Records supplied
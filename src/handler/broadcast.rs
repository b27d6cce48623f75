use futures::future::join_all;
use tracing::{info, warn};

use crate::{
    dao::SubscriptionRegistry,
    error::Error,
    model::Subscription,
    push::PushTransport,
    types::{BroadcastResults, Delivery, NotificationPayload},
};

/// Delivers `payload` to every registered subscription and drops the ones
/// the push service reports as gone.
pub async fn broadcast(
    registry: &SubscriptionRegistry,
    transport: &dyn PushTransport,
    payload: &NotificationPayload,
) -> Result<BroadcastResults, Error> {
    if payload.title.trim().is_empty() || payload.body.trim().is_empty() {
        return Err(Error::InvalidPayload(String::from(
            "Title and message are required",
        )));
    }

    let subscriptions = registry.snapshot();

    if subscriptions.is_empty() {
        return Err(Error::NoSubscribers);
    }

    let body = serde_json::to_string(payload)?;

    info!("Sending notification to {} subscribers", subscriptions.len());

    let outcomes = join_all(subscriptions.iter().enumerate().map(
        |(index, subscription)| {
            let body = body.as_str();
            async move {
                let outcome = transport.deliver(subscription, body).await;
                match &outcome {
                    Delivery::Delivered => {
                        info!("Notification sent to subscriber {}", index + 1)
                    },
                    Delivery::Gone(status) => warn!(
                        "Subscriber {} is gone ({}), removing",
                        index + 1,
                        status
                    ),
                    Delivery::TransientFailure(reason) => warn!(
                        "Failed to send to subscriber {}: {}",
                        index + 1,
                        reason
                    ),
                }
                outcome
            }
        },
    ))
    .await;

    let total = subscriptions.len();
    let successful = outcomes.iter().filter(|o| o.is_delivered()).count();

    let gone: Vec<Subscription> = subscriptions
        .into_iter()
        .zip(outcomes.iter())
        .filter(|(_, outcome)| outcome.is_gone())
        .map(|(subscription, _)| subscription)
        .collect();

    let removed = registry.prune(&gone);

    info!(
        "Broadcast finished: total {}, successful {}, failed {}, removed {}",
        total,
        successful,
        total - successful,
        removed
    );

    Ok(BroadcastResults {
        total,
        successful,
        failed: total - successful,
        removed,
    })
}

Aim of the exercise
Across the whole listing above, find every line with the string "PushTransport" and copy it.

Result of this task
    push::PushTransport,
    transport: &dyn PushTransport,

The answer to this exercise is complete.